To keep attracting more visitors to the arena amid increasing competition from Strip arenas, UNLV officials are gearing up for nearly $60 million in renovations to the arena. Officials argue the renovations are necessary to keep the Thomas & Mack viable as a successful venue.

Top 5 non-UNLV events last year at the Thomas & Mack Center

  • National Finals Rodeo: 170,000 visitors over 10 days
  • Mountain West Basketball Tournament: 60,000 visitors over five days
  • Professional Bull Riders: 55,000 visitors over five days
  • Disney on Ice: 35,000 visitors over four days
  • USA Olympics Basketball exhibition: 16,000 visitors in one day

“The 30-year anniversary is a reminder to keep the Thomas & Mack current,” said Gerry Bomotti, UNLV senior vice president of finance. “Certainly, the 30 years is time to celebrate all the accomplishments, but it’s also time to recognize it’s not a good birthday for major electrical and plumbing systems.”

This year, UNLV officials successfully lobbied state lawmakers for $47 million in funding to renovate the facility.

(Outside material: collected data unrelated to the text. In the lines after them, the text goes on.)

//! Tag → category label classifier
//!
//! Maps a free-text tag set onto one label of a small closed vocabulary by
//! counting keyword overlap. The rule table is an ordered list; when two
//! labels score the same, the one defined first wins. A hash map would make
//! that tie-break depend on hashing, so the table is never stored in one.

use crate::error::EmbeddingError;
use std::collections::{BTreeSet, HashSet};

/// Default mood rules, in tie-break order
pub const DEFAULT_MOOD_RULES: &[(&str, &[&str])] = &[
    (
        "focus",
        &[
            "ambient", "instrumental", "minimal", "lofi", "concentration", "study", "work",
            "deep", "calm", "meditation", "deepwork", "coding", "productivity",
        ],
    ),
    (
        "energetic",
        &[
            "upbeat", "dance", "electronic", "edm", "workout", "party", "energetic", "fast",
            "pump", "high-energy", "rock", "metal", "trap", "drum-and-bass", "dnb", "techno",
            "house",
        ],
    ),
    (
        "chill",
        &[
            "chill", "relaxing", "downtempo", "smooth", "jazz", "acoustic", "mellow",
            "laid-back", "easy", "soft", "lounge", "chillout", "lo-fi", "beats",
        ],
    ),
    (
        "melancholic",
        &[
            "sad", "melancholic", "emotional", "dark", "moody", "introspective", "somber",
            "melancholy", "blue", "nostalgic", "reflective", "depressing", "gloomy",
        ],
    ),
    (
        "happy",
        &[
            "happy", "uplifting", "cheerful", "positive", "joyful", "bright", "feel-good",
            "sunshine", "optimistic", "fun", "poppy", "pop",
        ],
    ),
];

/// One label and its keyword set
#[derive(Debug, Clone, PartialEq, Eq)]
pub struct CategoryRule {
    label: String,
    keywords: BTreeSet<String>,
}

impl CategoryRule {
    pub fn label(&self) -> &str {
        &self.label
    }

    pub fn keywords(&self) -> &BTreeSet<String> {
        &self.keywords
    }
}

/// Ordered label → keywords table
#[derive(Debug, Clone, PartialEq, Eq)]
pub struct RuleTable {
    rules: Vec<CategoryRule>,
}

impl RuleTable {
    /// Build a table from `(label, keywords)` pairs, keeping their order
    ///
    /// Labels and keywords are normalized the same way input tags are
    /// (trimmed, lowercased). Labels must be non-blank and unique after
    /// normalization.
    pub fn new<L, K, I>(rules: I) -> Result<Self, EmbeddingError>
    where
        I: IntoIterator<Item = (L, K)>,
        L: Into<String>,
        K: IntoIterator,
        K::Item: AsRef<str>,
    {
        let mut seen = HashSet::new();
        let mut table = Vec::new();

        for (label, keywords) in rules {
            let label = label.into().trim().to_lowercase();
            if label.is_empty() {
                return Err(EmbeddingError::InvalidRuleTable(
                    "label cannot be blank".to_string(),
                ));
            }
            if !seen.insert(label.clone()) {
                return Err(EmbeddingError::InvalidRuleTable(format!(
                    "label '{}' is defined more than once",
                    label
                )));
            }
            let keywords = keywords
                .into_iter()
                .filter_map(|k| normalize_tag(k.as_ref()))
                .collect();
            table.push(CategoryRule { label, keywords });
        }

        if table.is_empty() {
            return Err(EmbeddingError::InvalidRuleTable(
                "rule table is empty".to_string(),
            ));
        }

        Ok(Self { rules: table })
    }

    /// Stock mood table: focus, energetic, chill, melancholic, happy
    pub fn default_moods() -> Self {
        Self {
            rules: DEFAULT_MOOD_RULES
                .iter()
                .map(|(label, keywords)| CategoryRule {
                    label: (*label).to_string(),
                    keywords: keywords.iter().map(|k| (*k).to_string()).collect(),
                })
                .collect(),
        }
    }

    /// Labels in definition order
    pub fn labels(&self) -> impl Iterator<Item = &str> {
        self.rules.iter().map(|r| r.label.as_str())
    }

    pub fn rules(&self) -> &[CategoryRule] {
        &self.rules
    }

    pub fn contains_label(&self, label: &str) -> bool {
        self.rules.iter().any(|r| r.label == label)
    }

    /// Representative keywords for a label
    pub fn keywords_for(&self, label: &str) -> Option<&BTreeSet<String>> {
        self.rules
            .iter()
            .find(|r| r.label == label)
            .map(|r| &r.keywords)
    }
}

impl Default for RuleTable {
    fn default() -> Self {
        Self::default_moods()
    }
}

/// Keyword-overlap classifier over a [`RuleTable`]
#[derive(Debug, Clone, Default)]
pub struct CategoryClassifier {
    table: RuleTable,
}

impl CategoryClassifier {
    pub fn new(table: RuleTable) -> Self {
        Self { table }
    }

    pub fn table(&self) -> &RuleTable {
        &self.table
    }

    /// Classify a tag set
    ///
    /// Tags are trimmed and lowercased; duplicates count once. Returns the
    /// label with the most matching keywords, the earliest-defined label on
    /// a tie, or `None` when nothing matches.
    pub fn classify<I>(&self, tags: I) -> Option<&str>
    where
        I: IntoIterator,
        I::Item: AsRef<str>,
    {
        let tags: BTreeSet<String> = tags
            .into_iter()
            .filter_map(|t| normalize_tag(t.as_ref()))
            .collect();
        if tags.is_empty() {
            return None;
        }

        let mut best: Option<(&str, usize)> = None;
        for rule in &self.table.rules {
            let score = rule.keywords.intersection(&tags).count();
            if score == 0 {
                continue;
            }
            // Strictly greater only: earlier labels keep ties
            if best.map_or(true, |(_, top)| score > top) {
                best = Some((rule.label.as_str(), score));
            }
        }

        best.map(|(label, _)| label)
    }
}

fn normalize_tag(tag: &str) -> Option<String> {
    let tag = tag.trim().to_lowercase();
    if tag.is_empty() {
        None
    } else {
        Some(tag)
    }
}
//! Similarity search endpoints
//!
//! Each request names exactly one query source: a stored item id or an
//! ad-hoc query (a feature bundle for tracks, free text for books).

use axum::{extract::State, routing::post, Json, Router};
use serde::{Deserialize, Serialize};
use simcat_common::FeatureBundle;
use uuid::Uuid;

use crate::services::book_service::SimilarBook;
use crate::services::track_service::SimilarTrack;
use crate::{ApiError, ApiResult, AppState};

#[derive(Debug, Deserialize)]
pub struct TrackSearchRequest {
    pub track_id: Option<Uuid>,
    pub features: Option<FeatureBundle>,
    pub limit: Option<i64>,
    pub mood: Option<String>,
}

/// Negative counts read as zero, so a negative limit gets the same 400 as
/// `limit: 0` and a negative breadth falls back to the result count.
fn non_negative(value: Option<i64>) -> Option<usize> {
    value.map(|v| usize::try_from(v).unwrap_or(0))
}

/// Echo of the stored item a by-id query started from
#[derive(Debug, Serialize)]
pub struct QueryItem {
    pub id: Uuid,
    pub title: String,
    /// Artist for tracks, author for books
    pub creator: String,
}

#[derive(Debug, Serialize)]
pub struct TrackSearchResponse {
    #[serde(skip_serializing_if = "Option::is_none")]
    pub query_track: Option<QueryItem>,
    pub similar_tracks: Vec<SimilarTrack>,
    pub count: usize,
}

/// POST /api/v1/search/tracks
pub async fn search_tracks(
    State(state): State<AppState>,
    Json(body): Json<TrackSearchRequest>,
) -> ApiResult<Json<TrackSearchResponse>> {
    let limit = non_negative(body.limit);
    let (query_track, similar) = match (body.track_id, body.features) {
        (Some(id), None) => {
            let (track, similar) = state
                .tracks
                .similar_to_track(id, limit, body.mood)
                .await
                .map_err(|e| state.record(e))?;
            let query = QueryItem {
                id: track.id,
                title: track.title,
                creator: track.artist,
            };
            (Some(query), similar)
        }
        (None, Some(features)) => {
            let similar = state
                .tracks
                .similar_to_features(&features, limit, body.mood)
                .await
                .map_err(|e| state.record(e))?;
            (None, similar)
        }
        _ => {
            return Err(ApiError::BadRequest(
                "Exactly one of track_id or features is required".to_string(),
            ))
        }
    };

    Ok(Json(TrackSearchResponse {
        query_track,
        count: similar.len(),
        similar_tracks: similar,
    }))
}

#[derive(Debug, Deserialize)]
pub struct BookSearchRequest {
    pub book_id: Option<Uuid>,
    pub text: Option<String>,
    pub limit: Option<i64>,
    pub genre: Option<String>,
    pub search_breadth: Option<i64>,
}

#[derive(Debug, Serialize)]
pub struct BookSearchResponse {
    #[serde(skip_serializing_if = "Option::is_none")]
    pub query_book: Option<QueryItem>,
    #[serde(skip_serializing_if = "Option::is_none")]
    pub query: Option<String>,
    pub similar_books: Vec<SimilarBook>,
    pub count: usize,
    pub search_breadth: usize,
}

/// POST /api/v1/search/books
pub async fn search_books(
    State(state): State<AppState>,
    Json(body): Json<BookSearchRequest>,
) -> ApiResult<Json<BookSearchResponse>> {
    let limit = non_negative(body.limit);
    let breadth = non_negative(body.search_breadth);
    let (query_book, query, matches) = match (body.book_id, body.text) {
        (Some(id), None) => {
            let (book, matches) = state
                .books
                .similar_to_book(id, limit, body.genre, breadth)
                .await
                .map_err(|e| state.record(e))?;
            let query = QueryItem {
                id: book.id,
                title: book.title,
                creator: book.author,
            };
            (Some(query), None, matches)
        }
        (None, Some(text)) => {
            let matches = state
                .books
                .similar_to_text(&text, limit, body.genre, breadth)
                .await
                .map_err(|e| state.record(e))?;
            (None, Some(text.trim().to_string()), matches)
        }
        _ => {
            return Err(ApiError::BadRequest(
                "Exactly one of book_id or text is required".to_string(),
            ))
        }
    };

    Ok(Json(BookSearchResponse {
        query_book,
        query,
        count: matches.similar.len(),
        search_breadth: matches.bounds.search_breadth,
        similar_books: matches.similar,
    }))
}

pub fn search_routes() -> Router<AppState> {
    Router::new()
        .route("/api/v1/search/tracks", post(search_tracks))
        .route("/api/v1/search/books", post(search_books))
}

University officials hope to raise the remaining $13 million needed for renovations through the UNLV Foundation, which is launching a $500 million capital campaign to build a new UNLV stadium and medical school.

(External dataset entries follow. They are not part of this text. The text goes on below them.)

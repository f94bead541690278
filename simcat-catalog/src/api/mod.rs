//! HTTP API handlers for simcat-catalog

pub mod books;
pub mod health;
pub mod search;
pub mod stats;
pub mod tracks;

pub use books::book_routes;
pub use health::health_routes;
pub use search::search_routes;
pub use stats::stats_routes;
pub use tracks::track_routes;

Most of the renovations won’t be discernible to the average fan. Major electrical, plumbing, heating and cooling systems will be replaced, and new fire alarm and security systems will be installed. The renovations also would bring the Thomas & Mack up to current building codes, including new regulations for Americans with Disabilities Act seating that weren’t set in 1983.

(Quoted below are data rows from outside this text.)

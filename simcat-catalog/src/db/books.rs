//! Book database operations

use chrono::{DateTime, Utc};
use simcat_common::{Embedding, ExternalVectorAdapter};
use sqlx::sqlite::SqliteRow;
use sqlx::{Row, SqlitePool};
use uuid::Uuid;

use super::{decode_embedding, encode_embedding, format_timestamp, like_pattern, parse_timestamp, StoredVector};

/// Catalogued book
#[derive(Debug, Clone, PartialEq)]
pub struct Book {
    pub id: Uuid,
    pub title: String,
    pub author: String,
    pub description: String,
    pub genre: Option<String>,
    pub isbn: Option<String>,
    pub publish_year: Option<i64>,
    pub publisher: Option<String>,
    pub page_count: Option<i64>,
    pub language: String,
    pub embedding: Option<Embedding>,
    pub added_at: DateTime<Utc>,
    pub created_at: DateTime<Utc>,
    pub updated_at: DateTime<Utc>,
}

impl Book {
    pub fn new(title: String, author: String, description: String) -> Self {
        let now = Utc::now();
        Self {
            id: Uuid::new_v4(),
            title,
            author,
            description,
            genre: None,
            isbn: None,
            publish_year: None,
            publisher: None,
            page_count: None,
            language: "English".to_string(),
            embedding: None,
            added_at: now,
            created_at: now,
            updated_at: now,
        }
    }

    /// Text the book's embedding is computed from
    pub fn embedding_text(&self) -> String {
        format!("{}. {}", self.title, self.description)
    }
}

/// Metadata carried through similarity ranking
#[derive(Debug, Clone, PartialEq)]
pub struct BookSummary {
    pub title: String,
    pub author: String,
    pub genre: Option<String>,
    pub description: String,
    pub publish_year: Option<i64>,
    pub isbn: Option<String>,
}

/// List filters; `author` is a case-insensitive substring
#[derive(Debug, Clone, Default)]
pub struct BookFilter {
    pub genre: Option<String>,
    pub author: Option<String>,
    pub limit: i64,
    pub skip: i64,
}

const BOOK_COLUMNS: &str = "id, title, author, description, genre, isbn, publish_year, publisher, \
                            page_count, language, embedding, added_at, created_at, updated_at";

fn book_from_row(row: &SqliteRow, adapter: &ExternalVectorAdapter) -> Result<Book, sqlx::Error> {
    let id_str: String = row.get("id");
    let embedding_json: Option<String> = row.get("embedding");
    let added_at: String = row.get("added_at");
    let created_at: String = row.get("created_at");
    let updated_at: String = row.get("updated_at");

    Ok(Book {
        id: Uuid::parse_str(&id_str).map_err(|e| sqlx::Error::Decode(Box::new(e)))?,
        title: row.get("title"),
        author: row.get("author"),
        description: row.get("description"),
        genre: row.get("genre"),
        isbn: row.get("isbn"),
        publish_year: row.get("publish_year"),
        publisher: row.get("publisher"),
        page_count: row.get("page_count"),
        language: row.get("language"),
        embedding: decode_embedding(&id_str, embedding_json.as_deref(), adapter),
        added_at: parse_timestamp(&added_at)?,
        created_at: parse_timestamp(&created_at)?,
        updated_at: parse_timestamp(&updated_at)?,
    })
}

/// Save new book to database
pub async fn insert_book(pool: &SqlitePool, book: &Book) -> Result<(), sqlx::Error> {
    let embedding = book.embedding.as_ref().map(encode_embedding).transpose()?;

    sqlx::query(
        r#"
        INSERT INTO books (
            id, title, author, description, genre, isbn, publish_year, publisher,
            page_count, language, embedding, added_at, created_at, updated_at
        ) VALUES (?, ?, ?, ?, ?, ?, ?, ?, ?, ?, ?, ?, ?, ?)
        "#,
    )
    .bind(book.id.to_string())
    .bind(&book.title)
    .bind(&book.author)
    .bind(&book.description)
    .bind(&book.genre)
    .bind(&book.isbn)
    .bind(book.publish_year)
    .bind(&book.publisher)
    .bind(book.page_count)
    .bind(&book.language)
    .bind(embedding)
    .bind(format_timestamp(book.added_at))
    .bind(format_timestamp(book.created_at))
    .bind(format_timestamp(book.updated_at))
    .execute(pool)
    .await?;

    Ok(())
}

/// Load book by id
pub async fn load_book(
    pool: &SqlitePool,
    id: Uuid,
    adapter: &ExternalVectorAdapter,
) -> Result<Option<Book>, sqlx::Error> {
    let row = sqlx::query(&format!("SELECT {} FROM books WHERE id = ?", BOOK_COLUMNS))
        .bind(id.to_string())
        .fetch_optional(pool)
        .await?;

    row.map(|r| book_from_row(&r, adapter)).transpose()
}

/// List books, most recently added first
pub async fn list_books(
    pool: &SqlitePool,
    filter: &BookFilter,
    adapter: &ExternalVectorAdapter,
) -> Result<Vec<Book>, sqlx::Error> {
    let rows = sqlx::query(&format!(
        r#"
        SELECT {}
        FROM books
        WHERE (?1 IS NULL OR genre = ?1)
          AND (?2 IS NULL OR author LIKE ?2 ESCAPE '\')
        ORDER BY added_at DESC, id ASC
        LIMIT ?3 OFFSET ?4
        "#,
        BOOK_COLUMNS
    ))
    .bind(&filter.genre)
    .bind(filter.author.as_deref().map(like_pattern))
    .bind(filter.limit)
    .bind(filter.skip)
    .fetch_all(pool)
    .await?;

    rows.iter().map(|r| book_from_row(r, adapter)).collect()
}

/// Overwrite every mutable column of an existing book
///
/// Returns false when no book has this id.
pub async fn update_book(pool: &SqlitePool, book: &Book) -> Result<bool, sqlx::Error> {
    let embedding = book.embedding.as_ref().map(encode_embedding).transpose()?;

    let result = sqlx::query(
        r#"
        UPDATE books SET
            title = ?, author = ?, description = ?, genre = ?, isbn = ?,
            publish_year = ?, publisher = ?, page_count = ?, language = ?,
            embedding = ?, updated_at = ?
        WHERE id = ?
        "#,
    )
    .bind(&book.title)
    .bind(&book.author)
    .bind(&book.description)
    .bind(&book.genre)
    .bind(&book.isbn)
    .bind(book.publish_year)
    .bind(&book.publisher)
    .bind(book.page_count)
    .bind(&book.language)
    .bind(embedding)
    .bind(format_timestamp(book.updated_at))
    .bind(book.id.to_string())
    .execute(pool)
    .await?;

    Ok(result.rows_affected() > 0)
}

/// Delete book and its embedding
pub async fn delete_book(pool: &SqlitePool, id: Uuid) -> Result<bool, sqlx::Error> {
    let result = sqlx::query("DELETE FROM books WHERE id = ?")
        .bind(id.to_string())
        .execute(pool)
        .await?;
    Ok(result.rows_affected() > 0)
}

pub async fn count_books(pool: &SqlitePool, genre: Option<&str>) -> Result<i64, sqlx::Error> {
    sqlx::query_scalar("SELECT COUNT(*) FROM books WHERE (?1 IS NULL OR genre = ?1)")
        .bind(genre)
        .fetch_one(pool)
        .await
}

/// Every book that has a stored embedding, for a full-scan ranking
pub async fn load_book_vectors(
    pool: &SqlitePool,
    adapter: &ExternalVectorAdapter,
) -> Result<Vec<StoredVector<BookSummary>>, sqlx::Error> {
    let rows = sqlx::query(
        r#"
        SELECT id, title, author, genre, description, publish_year, isbn, embedding
        FROM books
        WHERE embedding IS NOT NULL
        "#,
    )
    .fetch_all(pool)
    .await?;

    Ok(rows
        .iter()
        .map(|row| {
            let id: String = row.get("id");
            let embedding_json: Option<String> = row.get("embedding");
            let embedding = decode_embedding(&id, embedding_json.as_deref(), adapter);
            StoredVector {
                id,
                embedding,
                metadata: BookSummary {
                    title: row.get("title"),
                    author: row.get("author"),
                    genre: row.get("genre"),
                    description: row.get("description"),
                    publish_year: row.get("publish_year"),
                    isbn: row.get("isbn"),
                },
            }
        })
        .collect())
}

#[cfg(test)]
mod tests {
    use super::*;
    use crate::db::init_memory_pool;
    use chrono::Duration;

    fn adapter() -> ExternalVectorAdapter {
        ExternalVectorAdapter::new(3).unwrap()
    }

    fn book(title: &str, author: &str, genre: Option<&str>, days_ago: i64) -> Book {
        let mut b = Book::new(
            title.to_string(),
            author.to_string(),
            format!("About {}", title),
        );
        b.genre = genre.map(str::to_string);
        b.added_at = Utc::now() - Duration::days(days_ago);
        b
    }

    #[tokio::test]
    async fn test_insert_load_defaults() {
        let pool = init_memory_pool().await.unwrap();
        let mut b = book("Dune", "Frank Herbert", Some("scifi"), 0);
        b.embedding = Some(adapter().accept(vec![0.0, 1.0, 0.0]).unwrap());
        b.publish_year = Some(1965);
        insert_book(&pool, &b).await.unwrap();

        let loaded = load_book(&pool, b.id, &adapter()).await.unwrap().unwrap();
        assert_eq!(loaded.language, "English");
        assert_eq!(loaded.publish_year, Some(1965));
        assert_eq!(loaded.embedding, b.embedding);
        assert_eq!(loaded.embedding_text(), "Dune. About Dune");
    }

    #[tokio::test]
    async fn test_list_update_delete_count() {
        let pool = init_memory_pool().await.unwrap();
        let older = book("Foundation", "Isaac Asimov", Some("scifi"), 10);
        let newer = book("Emma", "Jane Austen", Some("classic"), 1);
        insert_book(&pool, &older).await.unwrap();
        insert_book(&pool, &newer).await.unwrap();

        let all = list_books(
            &pool,
            &BookFilter { limit: 50, ..BookFilter::default() },
            &adapter(),
        )
        .await
        .unwrap();
        assert_eq!(all[0].title, "Emma");

        let asimov = list_books(
            &pool,
            &BookFilter {
                author: Some("ASIMOV".to_string()),
                limit: 50,
                ..BookFilter::default()
            },
            &adapter(),
        )
        .await
        .unwrap();
        assert_eq!(asimov.len(), 1);

        let mut changed = older.clone();
        changed.genre = Some("classic".to_string());
        assert!(update_book(&pool, &changed).await.unwrap());
        assert_eq!(count_books(&pool, Some("classic")).await.unwrap(), 2);

        assert!(delete_book(&pool, newer.id).await.unwrap());
        assert_eq!(count_books(&pool, None).await.unwrap(), 1);
        assert_eq!(load_book_vectors(&pool, &adapter()).await.unwrap().len(), 0);
    }
}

Other proposed changes to the Thomas & Mack may be more noticeable.

University officials plan to expand the concourse and add more restrooms, escalators and points of access to the arena to help congestion. New seats may be put into the lower bowl section, and if funds permit, the upper bowl seats may be replaced too.

If additional funds can be raised, Newcomb would love to see a roof replacement and more locker rooms and office space — perhaps even an addition that could house other amenities, like a club. Eye-catching amenities, like nightclubs and video screens, have been proposed for other stadium and arena projects in recent years.

“Obviously, we’d love to spend the money on fancy things like that,” Newcomb said. “But right now, a lot of the money will go into vital systems because if our electrical or fans break down, we’re not doing any shows. This is our house, so we’re going to have to spend money to make those things more efficient.”

New amenities or not, the Thomas & Mack has proven a reliable venue, officials said. It’s become a model not only for other arenas in town, but also for a new on-campus football stadium proposed for the corner of Harmon Avenue and Swenson Street.

Just like the Thomas & Mack gave way to more events, the UNLV stadium — if built — could spur bigger events to relocate to Las Vegas.

“Thirty years ago, the Thomas & Mack allowed the community to bring more events to Las Vegas. A big stadium would do that as well,” Bomotti said. “We look at the Thomas & Mack as a model for what a stadium can do for Las Vegas and UNLV.”